We'll use the same client to query and download from Citrination later.

### Creating a dataset

To upload data, we'll need to specify a dataset for it to live in. You'll only need to do this once. There are two ways to proceed.

First: This notebook uses the `citrination_client` to create a dataset for you to use in this and other tutorials. 

Second: you can create a dataset on the website using the directions below. You can also share datasets via the Teams tab.

1. Login to https://citrination.com
1. Navigate to **Add Data**.
1. Enter a name (e.g. "Tutorial dataset").
1. Select `dummy_csv.csv` from the `example_data` folder and upload it.
1. If successful, the page should automatically reload with your **dataset_id** in the URL:
     * https://citrination.com/datasets/**dataset_id**/show_files
1. Comment the cell below and set `dataset_id` to the **dataset_id** found in step 5 above.

In [None]:
# Comment this cell if you have an ID from a dataset you created via the website
dataset_name = "Tutorial dataset " + str(uuid.uuid4())[:6]
dataset = client.data.create_dataset(name=dataset_name, 
                                     description="Dataset for VASP tutorial.", 
                                     public=False)
dataset_id = dataset.id
print('Dataset created! {}/datasets/{}'.format(site, dataset_id))
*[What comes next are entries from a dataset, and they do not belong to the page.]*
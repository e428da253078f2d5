pub mod color;
pub mod frame;
pub mod normalized_box;
pub mod overlay;
pub mod pixel_box;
### Uploading a PIF to a dataset

The client uploads files, so we write the file to `pif.json`.

We may also want to add a tag to the PIF, which will make it easier to search and filter PIFs later.

In [None]:
my_pif.tags = ["my_first_upload",]
with open(os.path.join(rundir, "pif.json"), "w") as fp:
    pif.dump(my_pif, fp)
res = client.data.upload(dataset_id, rundir)

## Hands-on: Upload your DFT calculations

* If you have your own DFT calculations, try formatting and uploading them.
* If you don't, you can use the `Al-Cu` data in `example_data`.